So, who are you?

“So, who are you?”

This was the first question from the big-name L.A. agent sitting across the table as I pitched my book idea. It was August of 2009.

It wasn’t so much the question as how she asked it. Like, “So, who the hell are you? I’m busy. And important.”

“Excuse me?” I replied.

“Who are you? What have you done? What have you written?”

I can’t say her social graces impressed me. I mean, I got it. She’s trying to cut to the chase and qualify me. “But really,” I thought to myself, “this is her warm up line?”

“I’m not anybody. I’m not an author or celebrity or big name anybody. I’m Dad. Like a billion or two other dads around the world, I get up in the morning, go to work, come home spent and do the best I can at something I know nothing about—raising daughters.

“Like fathers all over, I got trained and licensed to drive. I got older, and trained to be a manager. But I never got trained how to raise a daughter, and I don’t know the first thing about what it means to be a daughter in relationship to her dad.

“So I’m writing a book for dads, and also for the two billion adult daughters around the world who had fathers who loved them, ignored them, or even betrayed their trust and violated them. And that’s what makes this an important book.”

That was my fantasy response anyway. But when you’re writing your first book, you’re in the sucking up business. You suck up to agents. They suck up to acquisition editors. And those editors and their employers, the publishers, suck up to the media for book hype, and to retailers. And they suck up to the public—you and me. So here I was in the first cycle of this big sucking machine that I wanted to wash, rinse and spin my book.

So instead of blurting out my fantasy, I turned off the adolescent rampage running through my mind, and told this agent the truth: I’m a dad, who wanted to do a better job of raising his adolescent daughters before our time together ran out. But I didn’t really know what that “better job” looked like. What exactly, I wondered, do great dad actually do? So I went out and talked to experts—daughters—from around the world.

The women were young and old; rich and poor; well-known and anonymous; lesbian, straight, and transgender. I spoke with professional athletes and former drug addicts. I met women with lives of abundance and others who had been homeless, suicidal, or with so few options that they sold their bodies to men for a living.

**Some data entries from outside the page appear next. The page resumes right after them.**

#[cfg(test)]
mod tests {
    use super::*;

    async fn seeded(keys: &[&str]) -> MemoryDriver {
        let driver = MemoryDriver::new("test-bucket");
        for key in keys {
            driver
                .upload_content(key, Bytes::from_static(b"data"), None)
                .await
                .unwrap();
        }
        driver
    }

    fn query(prefix: &str) -> ListQuery {
        ListQuery {
            prefix: Some(prefix.to_string()),
            ..Default::default()
        }
    }

    #[tokio::test]
    async fn test_list_flat_returns_sorted_keys_below_prefix() {
        let driver = seeded(&["b/2.txt", "a.txt", "b/1.txt", "b/sub/3.txt"]).await;
        let listing = driver.list_raw(&query("b/")).await.unwrap();
        let keys: Vec<_> = listing.items.iter().map(|o| o.key.as_str()).collect();
        assert_eq!(keys, vec!["b/1.txt", "b/2.txt", "b/sub/3.txt"]);
        assert_eq!(listing.dirs, None);
        assert_eq!(listing.next_marker, None);
    }

    #[tokio::test]
    async fn test_list_directory_rolls_up_prefixes() {
        let driver = seeded(&["b/1.txt", "b/sub/2.txt", "b/sub/3.txt", "b/zz/4.txt"]).await;
        let q = ListQuery {
            directory: true,
            ..query("b/")
        };
        let listing = driver.list_raw(&q).await.unwrap();
        assert_eq!(listing.items.len(), 1);
        assert_eq!(
            listing.dirs,
            Some(vec!["b/sub/".to_string(), "b/zz/".to_string()])
        );
    }

    #[tokio::test]
    async fn test_list_directory_without_prefixes_reports_none() {
        let driver = seeded(&["b/1.txt", "b/2.txt"]).await;
        let q = ListQuery {
            directory: true,
            ..query("b/")
        };
        assert_eq!(driver.list_raw(&q).await.unwrap().dirs, None);
    }

    #[tokio::test]
    async fn test_list_limit_and_marker() {
        let driver = seeded(&["k/1", "k/2", "k/3", "k/4", "k/5"]).await;
        let first = driver
            .list_raw(&ListQuery {
                limit: Some(2),
                ..query("k/")
            })
            .await
            .unwrap();
        assert_eq!(first.items.len(), 2);
        assert_eq!(first.next_marker.as_deref(), Some("k/2"));

        let second = driver
            .list_raw(&ListQuery {
                limit: Some(2),
                marker: first.next_marker,
                ..query("k/")
            })
            .await
            .unwrap();
        let keys: Vec<_> = second.items.iter().map(|o| o.key.as_str()).collect();
        assert_eq!(keys, vec!["k/3", "k/4"]);
    }

    #[tokio::test]
    async fn test_delete_reports_absence() {
        let driver = seeded(&["gone.txt"]).await;
        assert!(driver.delete_object("gone.txt").await.unwrap());
        assert!(!driver.delete_object("gone.txt").await.unwrap());
        assert!(driver.is_empty().await);
    }

    #[tokio::test]
    async fn test_sibling_copy_shares_store() {
        let source = seeded(&["a.txt"]).await;
        let target = source.sibling("archive");
        let target_ref = BucketRef::issue(target.backend(), target.bucket_name());

        let object = source.fetch_metadata("a.txt").await.unwrap().unwrap();
        source
            .copy_within_backend(&object, &target_ref, "2024/a.txt")
            .await
            .unwrap();

        assert_eq!(target.keys().await, vec!["2024/a.txt".to_string()]);
        assert_eq!(source.len().await, 1);
    }

    #[tokio::test]
    async fn test_copy_rejects_other_backend() {
        let source = seeded(&["a.txt"]).await;
        let object = source.fetch_metadata("a.txt").await.unwrap().unwrap();
        let foreign = BucketRef::issue(BackendType::Gcs, "elsewhere");

        let err = source
            .copy_within_backend(&object, &foreign, "a.txt")
            .await
            .unwrap_err();
        assert!(matches!(err, StorageError::UnsupportedCrossBackend(BackendType::Memory)));
    }

    #[tokio::test]
    async fn test_empty_path_rejected() {
        let driver = MemoryDriver::new("test-bucket");
        assert!(matches!(
            driver.exists("").await,
            Err(StorageError::InvalidArgument(_))
        ));
    }

    #[tokio::test]
    async fn test_debug_impl() {
        let driver = MemoryDriver::new("test-bucket");
        let debug = format!("{:?}", driver);
        assert!(debug.contains("MemoryDriver"));
        assert!(debug.contains("test-bucket"));
    }
}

We talked for hours. Their intensely personal and emotional stories came up and out like volcanoes exploding and blowing out lava that every time found its own path down its own mountain.

“I’ll tell you what will sell this book,” the big name agent continued. “You go get interviews with Lindsay Lohan or Britney Spears. Now that will sell.”

So ended my pitch.

I couldn’t have cared less about Lindsay or Britney or Paris. At 52, I had just lost my job. I spent the next 18 months starting my own business, writing this book, and learning how to be a better dad. In many ways, it was the hardest year-and-a-half of my life, and in some ways the best.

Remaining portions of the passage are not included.